(Stored items)
// Entry point and interactive terminal flow.
//
// The binary stands in for the dashboard: each menu option maps onto one
// operation of the library `Session`, which the loop owns and passes down
// explicitly.
use anyhow::{Context, Result};
use chrono::Utc;
use clap::Parser;
use std::io::{self, Write};
use std::path::{Path, PathBuf};
use tracing::{info, warn};

use acasm_report::config::{load_config, AppConfig, Args};
use acasm_report::map::{annotate_geojson, metric_values, MapMetric};
use acasm_report::output::{
    county_metrics_rows, county_table_rows, history_table_rows, preview_table_rows, write_csv,
    write_json,
};
use acasm_report::types::{BaselineProductivity, CountyInputs, WeightTableRow};
use acasm_report::util::{format_int, format_number, format_ratio};
use acasm_report::weights::{WeightsUpdate, DEFAULT_CATEGORY_WEIGHTS, STAFFING_BUFFER_FTE};
use acasm_report::{
    compute, effective_productivity, load_dataset, HistoryLog, Session, WeightsConfig,
};

/// Print `prompt` and read one trimmed line.
fn read_line(prompt: &str) -> String {
    print!("{}", prompt);
    let _ = io::stdout().flush();
    let mut buf = String::new();
    io::stdin().read_line(&mut buf).ok();
    buf.trim().to_string()
}

fn read_choice() -> String {
    read_line("Enter choice: ")
}

/// Keep asking until the user types a number; an empty line takes `default`.
fn read_number(label: &str, default: f64) -> f64 {
    loop {
        let raw = read_line(&format!("{} [{}]: ", label, default));
        if raw.is_empty() {
            return default;
        }
        match raw.replace(',', "").parse::<f64>() {
            Ok(v) if v.is_finite() => return v,
            _ => println!("Invalid number. Please try again."),
        }
    }
}

fn handle_load(session: &mut Session, cfg: &AppConfig) {
    let prompt = match &cfg.input {
        Some(p) => format!("Path to workbook (.xlsx or .csv) [{}]: ", p.display()),
        None => "Path to workbook (.xlsx or .csv): ".to_string(),
    };
    let Some(path) = cfg.input_or(&read_line(&prompt)) else {
        println!("No file given.\n");
        return;
    };
    load_into(session, cfg, &path);
}

fn load_into(session: &mut Session, cfg: &AppConfig, path: &Path) {
    let dataset = match load_dataset(path, &cfg.load_options()) {
        Ok(d) => d,
        Err(e) => {
            eprintln!("Failed to load file: {}\n", e);
            return;
        }
    };
    let report = dataset.report.clone();
    match session.load(dataset) {
        Ok(records) => {
            println!(
                "Processing dataset... ({} counties loaded, {} blank rows dropped)",
                format_int(records.len()),
                format_int(report.blank_rows)
            );
            if report.arrival_rows > 0 {
                println!(
                    "Info: AP recomputed from {} arrivals rows.",
                    format_int(report.arrival_rows)
                );
            }
            println!();
        }
        Err(e) => eprintln!("Dataset rejected, previous data kept: {}\n", e),
    }
}

fn handle_view_county(session: &Session) {
    if !session.has_data() {
        println!("Error: No data loaded. Please load a workbook first (option 1).\n");
        return;
    }
    println!("Counties: {}", session.counties().join(", "));
    let name = read_line("County: ");
    let Some(r) = session.county(&name) else {
        println!("Unknown county {:?}.\n", name);
        return;
    };
    println!("\nCounty: {}", r.county());
    println!("  Arrival Points (AP): {}", format_number(r.inputs.ap, 2));
    println!("  P_eff:               {}", format_number(r.inputs.p_eff, 2));
    if let Some(p_ref) = r.inputs.p_ref {
        println!("  P_ref:               {}", format_number(p_ref, 2));
    }
    if let Some(cpf) = r.inputs.cpf {
        println!("  CPF:                 {}", format_number(cpf, 3));
    }
    println!("  FTE On:              {}", format_number(r.inputs.fte_on, 2));
    println!("  Capacity:            {}", format_number(r.metrics.capacity, 2));
    println!("  Utilization:         {}", format_ratio(r.metrics.utilization));
    println!("  RAG:                 {}", r.metrics.rag);
    println!("  FTE Required:        {}", format_number(r.metrics.fte_required, 2));
    println!("  Gap:                 {}", format_number(r.metrics.gap, 2));
    println!("  Backlog Start:       {}", format_number(r.inputs.backlog_start, 2));
    println!("  Backlog End:         {}\n", format_number(r.metrics.backlog_end, 2));
}

fn handle_statewide(session: &Session) {
    if !session.has_data() {
        println!("Error: No data loaded. Please load a workbook first (option 1).\n");
        return;
    }
    let s = session.statewide();
    println!("\nStatewide rollup ({} counties)", format_int(s.county_count));
    println!("  AP_state:             {}", format_number(s.ap, 2));
    println!("  Effective Capacity:   {}", format_number(s.capacity, 2));
    println!("  Util_state:           {}", format_ratio(s.utilization));
    println!("  RAG:                  {}", s.rag);
    println!("  FTE Required (state): {}", format_number(s.fte_required, 2));
    println!("  Gap (state):          {}", format_number(s.gap, 2));
    println!("  Backlog Start:        {}", format_number(s.backlog_start, 2));
    println!("  Backlog End:          {}", format_number(s.backlog_end, 2));
    println!(
        "  Counties by band:     RED {} / AMBER {} / GREEN {} / UNCLASSIFIED {}\n",
        s.rag_counts.red, s.rag_counts.amber, s.rag_counts.green, s.rag_counts.unclassified
    );
    preview_table_rows(&county_table_rows(session.records()), 10);
}

fn print_weights(session: &Session) {
    let mut rows: Vec<WeightTableRow> = session
        .weights()
        .entries()
        .into_iter()
        .map(|(key, value)| WeightTableRow {
            key,
            value: format_number(value, 3),
        })
        .collect();
    for cat in session.categories() {
        if !rows.iter().any(|r| r.key == cat) {
            rows.push(WeightTableRow {
                key: cat,
                value: "(sheet)".to_string(),
            });
        }
    }
    for (cat, value) in DEFAULT_CATEGORY_WEIGHTS.iter() {
        if !rows.iter().any(|r| r.key == *cat) {
            rows.push(WeightTableRow {
                key: cat.to_string(),
                value: format!("{} (built-in)", format_number(*value, 3)),
            });
        }
    }
    preview_table_rows(&rows, rows.len());
}

fn handle_edit_weights(session: &mut Session) {
    print_weights(session);
    println!("Enter key=value lines; an empty line applies the update.");
    let mut update = WeightsUpdate::new();
    loop {
        let line = read_line("> ");
        if line.is_empty() {
            break;
        }
        match line.split_once('=') {
            Some((k, v)) => {
                update.insert(k.trim().to_string(), v.trim().to_string());
            }
            None => println!("Expected key=value."),
        }
    }
    if update.is_empty() {
        println!("No changes.\n");
        return;
    }
    match session.update_weights(&update) {
        Ok(()) => println!("Weights applied; metrics recomputed.\n"),
        Err(e) => eprintln!("Weights not applied: {}\n", e),
    }
}

fn handle_save_weights(session: &Session, cfg: &AppConfig) {
    let path = cfg.weights_save_path();
    match session.weights().save(&path) {
        Ok(()) => println!("Weights saved to {}\n", path.display()),
        Err(e) => eprintln!("Write error: {}\n", e),
    }
}

fn handle_append(session: &mut Session) {
    match session.append_all(Utc::now()) {
        Ok(n) => println!(
            "Appended {} entries (all counties + state). History now has {} entries.\n",
            format_int(n),
            format_int(session.history().len())
        ),
        Err(e) => eprintln!("Cannot append snapshot: {}\n", e),
    }
    let entries = session.history().entries();
    let start = entries.len().saturating_sub(5);
    preview_table_rows(&history_table_rows(&entries[start..]), 5);
}

fn handle_export_history(session: &Session, cfg: &AppConfig) {
    let path = cfg.history_path();
    match session.export_history(&path) {
        Ok(n) => println!("(History with {} rows exported to {})\n", format_int(n), path.display()),
        Err(e) => eprintln!("Export failed, history kept in memory; please retry: {}\n", e),
    }
}

fn handle_export_counties(session: &Session, cfg: &AppConfig) {
    if !session.has_data() {
        println!("Error: No data loaded. Please load a workbook first (option 1).\n");
        return;
    }
    let path = cfg.county_metrics_path();
    if let Err(e) = write_csv(&path, &county_metrics_rows(session.records())) {
        eprintln!("Write error: {}", e);
        return;
    }
    println!("(Full table exported to {})\n", path.display());
}

fn handle_map(session: &Session, cfg: &AppConfig) {
    if !session.has_data() {
        println!("Error: No data loaded. Please load a workbook first (option 1).\n");
        return;
    }
    let geojson_path = match &cfg.geojson {
        Some(p) => p.clone(),
        None => PathBuf::from(read_line("Path to county GeoJSON: ")),
    };
    let names: Vec<&str> = MapMetric::ALL.iter().map(|m| m.as_str()).collect();
    let raw = read_line(&format!("Map metric ({}) [Utilization]: ", names.join(", ")));
    let metric = if raw.is_empty() {
        MapMetric::Utilization
    } else {
        match raw.parse::<MapMetric>() {
            Ok(m) => m,
            Err(e) => {
                println!("{}\n", e);
                return;
            }
        }
    };
    let mut geojson: serde_json::Value = match std::fs::read_to_string(&geojson_path)
        .map_err(anyhow::Error::from)
        .and_then(|s| serde_json::from_str(&s).map_err(anyhow::Error::from))
    {
        Ok(v) => v,
        Err(e) => {
            eprintln!("Failed to read {}: {}\n", geojson_path.display(), e);
            return;
        }
    };
    let values = metric_values(session.records(), metric);
    let matched = annotate_geojson(&mut geojson, &values);
    if matched < values.len() {
        warn!(matched, counties = values.len(), "some counties have no map feature");
    }
    let out = cfg.map_path();
    match write_json(&out, &geojson) {
        Ok(()) => println!(
            "Map data for {} written to {} ({} counties matched)\n",
            metric,
            out.display(),
            format_int(matched)
        ),
        Err(e) => eprintln!("Write error: {}\n", e),
    }
}

fn handle_manual(session: &Session) {
    println!("Manual Mode (single county)");
    let fte_on = read_number("FTE on staff", 10.0);
    let buffer = read_number("Buffer (FTE)", session.weights().staffing_buffer_fte());
    let backlog_start = read_number("Backlog start", 0.0);
    let baseline = BaselineProductivity {
        completed_points: read_number("Completed points (baseline period)", 10000.0),
        avg_fte: read_number("Average FTE (baseline period)", 12.0),
        wbar_current: read_number("Average case weight (current)", 1.80),
        wbar_baseline: read_number("Average case weight (baseline)", 1.70),
    };
    let ap = read_number("Arrival Points (AP)", 8000.0);

    let productivity = match effective_productivity(&baseline) {
        Ok(p) => p,
        Err(e) => {
            eprintln!("{}\n", e);
            return;
        }
    };
    let mut update = WeightsUpdate::new();
    update.insert(STAFFING_BUFFER_FTE.to_string(), buffer.to_string());
    let weights = match session.weights().with_update(&update) {
        Ok(w) => w,
        Err(e) => {
            eprintln!("{}\n", e);
            return;
        }
    };
    let inputs =
        CountyInputs::new("Manual", fte_on, productivity.p_eff, ap).with_backlog_start(backlog_start);
    match compute(&inputs, &weights) {
        Ok(m) => {
            println!("\n  P_ref:        {}", format_number(productivity.p_ref, 2));
            println!("  CPF:          {}", format_number(productivity.cpf, 3));
            println!("  P_eff:        {}", format_number(productivity.p_eff, 2));
            println!("  Capacity_eff: {}", format_number(m.capacity, 2));
            println!("  Utilization:  {}", format_ratio(m.utilization));
            println!("  RAG:          {}", m.rag);
            println!("  Backlog End:  {}", format_number(m.backlog_end, 2));
            println!("  FTE Required: {}", format_number(m.fte_required, 2));
            println!("  Gap:          {}\n", format_number(m.gap, 2));
        }
        Err(e) => eprintln!("{}\n", e),
    }
}

fn build_session(cfg: &AppConfig) -> Result<Session> {
    let weights = match &cfg.weights {
        Some(p) if p.exists() => WeightsConfig::load(p)
            .with_context(|| format!("Invalid weights file {}", p.display()))?,
        _ => WeightsConfig::default(),
    };
    let mut session = Session::new(weights);
    if let Some(p) = &cfg.history {
        let file = std::fs::File::open(p)
            .with_context(|| format!("Failed to open history {}", p.display()))?;
        let history = HistoryLog::read_csv(file)
            .with_context(|| format!("Invalid history file {}", p.display()))?;
        info!(entries = history.len(), "history resumed");
        session = session.with_history(history);
    }
    Ok(session)
}

fn main() -> Result<()> {
    let args = Args::parse();
    init_tracing(args.verbose);
    let cfg = load_config(&args)?;
    info!(input = ?cfg.input, out_dir = %cfg.out_dir.display(), "starting");

    let mut session = build_session(&cfg)?;
    if let Some(p) = cfg.input.clone() {
        load_into(&mut session, &cfg, &p);
    }

    loop {
        println!("ACASM County + State Calculator:");
        println!("[1] Load the workbook");
        println!("[2] View county");
        println!("[3] Statewide rollup");
        println!("[4] Edit weights");
        println!("[5] Save weights");
        println!("[6] Append snapshot (all counties + state)");
        println!("[7] Export history CSV");
        println!("[8] Export county metrics CSV");
        println!("[9] Build county map");
        println!("[10] Manual calculation (single county)");
        println!("[0] Exit\n");
        match read_choice().as_str() {
            "1" => handle_load(&mut session, &cfg),
            "2" => handle_view_county(&session),
            "3" => handle_statewide(&session),
            "4" => handle_edit_weights(&mut session),
            "5" => handle_save_weights(&session, &cfg),
            "6" => handle_append(&mut session),
            "7" => handle_export_history(&session, &cfg),
            "8" => handle_export_counties(&session, &cfg),
            "9" => handle_map(&session, &cfg),
            "10" => handle_manual(&session),
            "0" => {
                println!("Exiting the program.");
                break;
            }
            _ => println!("Invalid choice. Please enter a number from the menu.\n"),
        }
    }
    Ok(())
}

fn init_tracing(verbose: bool) {
    let filter = if verbose {
        tracing_subscriber::EnvFilter::new("debug")
    } else {
        tracing_subscriber::EnvFilter::try_from_default_env()
            .unwrap_or_else(|_| tracing_subscriber::EnvFilter::new("warn"))
    };
    let _ = tracing_subscriber::fmt()
        .with_env_filter(filter)
        .with_target(false)
        .with_writer(io::stderr)
        .try_init();
}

§ **EXERCISE REQUIREMENTS**: Pull every line containing "applied" out of the records.

§ **ANSWER BELOW**:
        Ok(()) => println!("Weights applied; metrics recomputed.\n"),
        Err(e) => eprintln!("Weights not applied: {}\n", e),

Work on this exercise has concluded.